_Exercise inputs_:

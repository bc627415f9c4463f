use super::Fetch;
use anyhow::{Context, Result};
use async_trait::async_trait;
use std::path::{Path, PathBuf};
use tokio::io::AsyncWriteExt;

/// Local file fetcher resolving resources against a base directory
pub struct LocalFetcher {
    base_dir: PathBuf,
}

impl LocalFetcher {
    pub fn new(base_dir: impl AsRef<Path>) -> Self {
        Self {
            base_dir: base_dir.as_ref().to_path_buf(),
        }
    }

    pub fn path_for(&self, resource: &str) -> PathBuf {
        self.base_dir.join(resource)
    }
}

#[async_trait]
impl Fetch for LocalFetcher {
    async fn fetch(&self, resource: &str) -> Result<Vec<u8>> {
        let path = self.path_for(resource);
        tokio::fs::read(&path)
            .await
            .with_context(|| format!("Failed to read {}", path.display()))
    }
}

/// Write `bytes` to `path` so that `path` either holds all of them or is untouched.
///
/// The data goes to a `.{name}.part` sibling first and is renamed into place
/// once flushed; the sibling is removed again if any step fails.
pub async fn write_atomically(path: &Path, bytes: &[u8]) -> Result<()> {
    let part = part_path(path)?;
    let result = write_then_rename(&part, path, bytes).await;
    if result.is_err() {
        let _ = tokio::fs::remove_file(&part).await;
    }
    result
}

fn part_path(path: &Path) -> Result<PathBuf> {
    let name = path
        .file_name()
        .with_context(|| format!("{} has no file name", path.display()))?;
    let mut part = std::ffi::OsString::from(".");
    part.push(name);
    part.push(".part");
    Ok(path.with_file_name(part))
}

async fn write_then_rename(part: &Path, path: &Path, bytes: &[u8]) -> Result<()> {
    let mut file = tokio::fs::File::create(part)
        .await
        .with_context(|| format!("Failed to create {}", part.display()))?;
    file.write_all(bytes).await?;
    file.sync_all().await?;
    drop(file);
    tokio::fs::rename(part, path)
        .await
        .with_context(|| format!("Failed to move archive to {}", path.display()))
}
use anyhow::{Result, bail};
use async_trait::async_trait;
use std::collections::HashMap;
use std::sync::atomic::{AtomicUsize, Ordering};
use std::sync::{Arc, Mutex};
use std::time::Duration;
use stowzip::{
    BundleItem, BundleRequest, Bundler, Error, Fetch, LocalFetcher, Progress, Scope,
};

use crate::read_back;

/// In-memory fetcher; each resource can be delayed to shuffle completion order.
#[derive(Default)]
struct MapFetcher {
    files: HashMap<String, (Vec<u8>, u64)>,
    calls: AtomicUsize,
}

impl MapFetcher {
    fn with(mut self, resource: &str, data: &[u8], delay_ms: u64) -> Self {
        self.files.insert(resource.to_string(), (data.to_vec(), delay_ms));
        self
    }
}

#[async_trait]
impl Fetch for MapFetcher {
    async fn fetch(&self, resource: &str) -> Result<Vec<u8>> {
        self.calls.fetch_add(1, Ordering::SeqCst);
        match self.files.get(resource) {
            Some((data, delay_ms)) => {
                tokio::time::sleep(Duration::from_millis(*delay_ms)).await;
                Ok(data.clone())
            }
            None => bail!("404 Not Found: {}", resource),
        }
    }
}

fn items(resources: &[&str]) -> Vec<BundleItem> {
    resources.iter().map(|r| BundleItem::new(*r)).collect()
}

#[tokio::test]
async fn test_order_is_restored_after_concurrent_retrieval() {
    let fetcher = MapFetcher::default()
        .with("/csv/a.csv", b"1,2\n", 40)
        .with("/csv/b.csv", b"3,4\n", 0)
        .with("/csv/c.csv", b"5,6\n", 20);
    let bundler = Bundler::new(fetcher).with_concurrency(3);

    let request = BundleRequest::new(items(&["/csv/a.csv", "/csv/b.csv", "/csv/c.csv"]));
    let bundle = bundler.build(&request).await.unwrap();

    assert_eq!(bundle.included, vec!["a.csv", "b.csv", "c.csv"]);
    let names: Vec<_> = read_back(&bundle.bytes).into_iter().map(|f| f.name).collect();
    assert_eq!(names, bundle.included);
    assert!(bundle.skipped.is_empty());
    assert!(bundle.file_name.ends_with("-all.zip"));
    assert!(bundle.file_name.starts_with("data-"));
}

#[tokio::test]
async fn test_partial_failure_skips_failed_items() {
    let fetcher = MapFetcher::default()
        .with("a.csv", b"1,2\n", 0)
        .with("c.csv", b"5,6\n", 0);
    let bundler = Bundler::new(fetcher);

    let request = BundleRequest::new(items(&["a.csv", "missing.csv", "c.csv", "gone.csv"]))
        .with_name("forecasts")
        .with_scope(Scope::Selected);
    let bundle = bundler.build(&request).await.unwrap();

    let files = read_back(&bundle.bytes);
    assert_eq!(files.len(), 2);
    assert_eq!(files[0].name, "a.csv");
    assert_eq!(files[0].data, b"1,2\n");
    assert_eq!(files[1].name, "c.csv");
    assert_eq!(files[1].data, b"5,6\n");

    let skipped: Vec<_> = bundle.skipped.iter().map(|s| s.resource.as_str()).collect();
    assert_eq!(skipped, vec!["missing.csv", "gone.csv"]);
    assert!(bundle.skipped[0].reason.contains("404"));

    assert!(bundle.file_name.starts_with("forecasts-"));
    assert!(bundle.file_name.ends_with("-selected.zip"));
}

#[tokio::test]
async fn test_all_failed_is_an_error() {
    let bundler = Bundler::new(MapFetcher::default());
    let request = BundleRequest::new(items(&["x.csv", "y.csv"]));
    assert!(matches!(
        bundler.build(&request).await,
        Err(Error::EmptyArchive { requested: 2 })
    ));
}

#[tokio::test]
async fn test_nothing_requested_gives_empty_archive() {
    let fetcher = Arc::new(MapFetcher::default());
    let bundler = Bundler::from_arc(fetcher.clone());
    let bundle = bundler.build(&BundleRequest::default()).await.unwrap();

    assert_eq!(bundle.bytes.len(), 22);
    assert!(bundle.included.is_empty());
    assert_eq!(fetcher.calls.load(Ordering::SeqCst), 0);
}

#[tokio::test]
async fn test_duplicate_names_are_disambiguated() {
    let fetcher = MapFetcher::default()
        .with("2024/summary.csv", b"a", 0)
        .with("2025/summary.csv", b"b", 0)
        .with("2026/summary.csv", b"c", 0)
        .with("/", b"d", 0);
    let bundler = Bundler::new(fetcher);

    let request = BundleRequest::new(vec![
        BundleItem::new("2024/summary.csv"),
        BundleItem::new("2025/summary.csv"),
        BundleItem::new("2026/summary.csv").with_filename("latest.csv"),
        BundleItem::new("/"),
    ]);
    let bundle = bundler.build(&request).await.unwrap();
    assert_eq!(
        bundle.included,
        vec!["summary.csv", "summary-2.csv", "latest.csv", "file"]
    );

    let files = read_back(&bundle.bytes);
    assert_eq!(files[1].data, b"b");
    assert_eq!(files[3].data, b"d");
}

#[tokio::test]
async fn test_progress_reaches_total() {
    let fetcher = MapFetcher::default()
        .with("a", b"1", 5)
        .with("b", b"2", 0);
    let seen = Arc::new(Mutex::new(Vec::new()));
    let sink = seen.clone();
    let bundler = Bundler::new(fetcher)
        .with_concurrency(1)
        .with_progress(move |p| sink.lock().unwrap().push(p));

    bundler
        .build(&BundleRequest::new(items(&["a", "b", "missing"])))
        .await
        .unwrap();

    let seen = seen.lock().unwrap();
    assert_eq!(
        *seen,
        vec![
            Progress { done: 1, total: 3 },
            Progress { done: 2, total: 3 },
            Progress { done: 3, total: 3 },
        ]
    );
}

/// Fetcher that never completes and counts how many retrievals were dropped.
#[derive(Default)]
struct HangingFetcher {
    started: AtomicUsize,
    dropped: Arc<AtomicUsize>,
}

struct DropCounter(Arc<AtomicUsize>);

impl Drop for DropCounter {
    fn drop(&mut self) {
        self.0.fetch_add(1, Ordering::SeqCst);
    }
}

#[async_trait]
impl Fetch for HangingFetcher {
    async fn fetch(&self, _resource: &str) -> Result<Vec<u8>> {
        let _guard = DropCounter(self.dropped.clone());
        self.started.fetch_add(1, Ordering::SeqCst);
        std::future::pending::<()>().await;
        bail!("never reached")
    }
}

#[tokio::test]
async fn test_dropping_build_cancels_retrievals() {
    let fetcher = Arc::new(HangingFetcher::default());
    let bundler = Bundler::from_arc(fetcher.clone());
    let request = BundleRequest::new(items(&["a", "b", "c"]));

    let result = tokio::time::timeout(Duration::from_millis(50), bundler.build(&request)).await;
    assert!(result.is_err());

    // aborted tasks are dropped the next time the runtime gets to them
    tokio::time::sleep(Duration::from_millis(20)).await;
    assert_eq!(fetcher.started.load(Ordering::SeqCst), 3);
    assert_eq!(fetcher.dropped.load(Ordering::SeqCst), 3);
}

#[tokio::test]
async fn test_local_fetcher_bundle() {
    let dir = tempfile::tempdir().unwrap();
    std::fs::create_dir(dir.path().join("csv")).unwrap();
    std::fs::write(dir.path().join("csv/2024-01.csv"), b"period,value\n2024-01,3\n").unwrap();

    let bundler = Bundler::new(LocalFetcher::new(dir.path()));
    let request = BundleRequest::new(vec![
        BundleItem::new("csv/2024-01.csv").with_label("January 2024"),
        BundleItem::new("csv/2024-02.csv").with_label("February 2024"),
    ]);
    let bundle = bundler.build(&request).await.unwrap();

    let files = read_back(&bundle.bytes);
    assert_eq!(files.len(), 1);
    assert_eq!(files[0].name, "2024-01.csv");
    assert_eq!(files[0].data, b"period,value\n2024-01,3\n");
    assert_eq!(bundle.skipped.len(), 1);
}

/// Serves one payload from `base` + resource, like a fetcher with a base prefix.
struct PrefixedFetcher {
    base: &'static str,
}

#[async_trait]
impl Fetch for PrefixedFetcher {
    async fn fetch(&self, _resource: &str) -> Result<Vec<u8>> {
        Ok(b"1,2\n".to_vec())
    }

    fn locate(&self, resource: &str) -> String {
        format!("{}{}", self.base, resource)
    }
}

#[tokio::test]
async fn test_names_come_from_the_prefixed_location() {
    let bundler = Bundler::new(PrefixedFetcher {
        base: "https://example.com/csv/summary.csv",
    });
    let request = BundleRequest::new(items(&["", "?v=2"]));
    let bundle = bundler.build(&request).await.unwrap();
    assert_eq!(bundle.included, vec!["summary.csv", "summary-2.csv"]);
}
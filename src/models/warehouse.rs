use chrono::{DateTime, Utc};
use serde::{Deserialize, Serialize};

use crate::entities::warehouse;

/// Detached domain representation of a warehouse. This is the only shape
/// callers hold; the persisted row stays owned by the store.
#[derive(Clone, Debug, PartialEq, Eq, Serialize, Deserialize)]
#[serde(rename_all = "camelCase")]
pub struct Warehouse {
    pub business_unit_code: String,
    pub location: String,
    pub capacity: i32,
    pub stock: i32,
    pub created_at: DateTime<Utc>,
    pub archived_at: Option<DateTime<Utc>>,
}

impl Warehouse {
    pub fn is_archived(&self) -> bool {
        self.archived_at.is_some()
    }
}

impl From<warehouse::Model> for Warehouse {
    fn from(model: warehouse::Model) -> Self {
        Self {
            business_unit_code: model.business_unit_code,
            location: model.location,
            capacity: model.capacity,
            stock: model.stock,
            created_at: model.created_at,
            archived_at: model.archived_at,
        }
    }
}
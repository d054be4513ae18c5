use std::sync::Arc;

use tokio::{net::TcpListener, signal};
use tracing::{error, info};

use fulfilment_api as api;

#[tokio::main]
async fn main() -> anyhow::Result<()> {
    let cfg = api::config::load_config()?;
    api::config::init_tracing(&cfg.log_level);

    let db_pool = api::db::establish_connection_from_app_config(&cfg).await?;
    if cfg.auto_migrate {
        api::db::run_migrations(&db_pool).await.map_err(|e| {
            error!("Failed running migrations: {}", e);
            e
        })?;
    }

    api::db::check_connection(&db_pool).await?;

    let state = api::AppState::new(Arc::new(db_pool.clone()));
    let app = api::app(state);

    let addr = cfg.bind_addr()?;
    let listener = TcpListener::bind(addr).await?;
    info!("fulfilment-api listening on {}", addr);

    axum::serve(listener, app)
        .with_graceful_shutdown(shutdown_signal())
        .await?;

    api::db::close_pool(db_pool).await?;

    Ok(())
}

async fn shutdown_signal() {
    if let Err(e) = signal::ctrl_c().await {
        error!("Failed to listen for shutdown signal: {}", e);
        return;
    }
    info!("Shutdown signal received");
}
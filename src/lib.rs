pub mod config;
pub mod db;
pub mod entities;
pub mod errors;
pub mod handlers;
pub mod migrator;
pub mod models;
pub mod repositories;

use std::sync::Arc;

use axum::Router;
use sea_orm::DatabaseConnection;
use tower_http::trace::TraceLayer;

use repositories::WarehouseRepository;

/// Shared application state handed to every handler
#[derive(Clone)]
pub struct AppState {
    pub store: Arc<WarehouseRepository>,
}

impl AppState {
    pub fn new(db: Arc<DatabaseConnection>) -> Self {
        Self {
            store: Arc::new(WarehouseRepository::new(db)),
        }
    }
}

/// Assembles the application router
pub fn app(state: AppState) -> Router {
    Router::new()
        .nest("/warehouse", handlers::warehouses::warehouse_router())
        .layer(TraceLayer::new_for_http())
        .with_state(state)
}
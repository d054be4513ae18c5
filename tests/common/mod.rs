#![allow(dead_code)]

use std::sync::Arc;

use axum::Router;
use chrono::{DateTime, TimeZone, Utc};
use sea_orm::DatabaseConnection;

use fulfilment_api::{
    db::{self, DbConfig},
    models::Warehouse,
    repositories::{WarehouseRepository, WarehouseStore},
    AppState,
};

/// Helper harness for spinning up an application backed by an in-memory
/// SQLite database with migrations applied.
pub struct TestApp {
    pub router: Router,
    pub store: Arc<WarehouseRepository>,
    pub db: Arc<DatabaseConnection>,
}

impl TestApp {
    /// Construct a new test application with fresh database state.
    pub async fn new() -> Self {
        // A single connection keeps every operation on the same in-memory
        // database.
        let cfg = DbConfig {
            url: "sqlite::memory:".to_string(),
            max_connections: 1,
            min_connections: 1,
            ..Default::default()
        };

        let pool = db::establish_connection_with_config(&cfg)
            .await
            .expect("failed to connect to test database");
        db::run_migrations(&pool)
            .await
            .expect("failed to run migrations");

        let db = Arc::new(pool);
        let state = AppState::new(db.clone());
        let store = state.store.clone();
        let router = fulfilment_api::app(state);

        Self { router, store, db }
    }

    /// Seed the three reference warehouses plus one archived record.
    pub async fn seed_reference_warehouses(&self) {
        for record in [
            warehouse("MWH.001", "AMSTERDAM-001", 50, 10, 1),
            warehouse("MWH.012", "ZWOLLE-001", 30, 5, 2),
            warehouse("MWH.023", "AMSTERDAM-001", 70, 20, 3),
        ] {
            self.store.create(&record).await.expect("seed warehouse");
        }

        let mut archived = warehouse("MWH.900", "AMSTERDAM-001", 60, 0, 4);
        archived.archived_at = Some(ts(10));
        self.store.create(&archived).await.expect("seed warehouse");
    }
}

/// Deterministic timestamp within January 2024.
pub fn ts(day: u32) -> DateTime<Utc> {
    Utc.with_ymd_and_hms(2024, 1, day, 12, 0, 0).unwrap()
}

pub fn warehouse(
    code: &str,
    location: &str,
    capacity: i32,
    stock: i32,
    created_day: u32,
) -> Warehouse {
    Warehouse {
        business_unit_code: code.to_string(),
        location: location.to_string(),
        capacity,
        stock,
        created_at: ts(created_day),
        archived_at: None,
    }
}

/// Business unit codes of a result set, in result order.
pub fn codes(records: &[Warehouse]) -> Vec<&str> {
    records
        .iter()
        .map(|w| w.business_unit_code.as_str())
        .collect()
}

_What you need to do_: Go through the listing above line by line and say how many lines hold the word "sleep". Reply with that number only.

_Expected output_: 2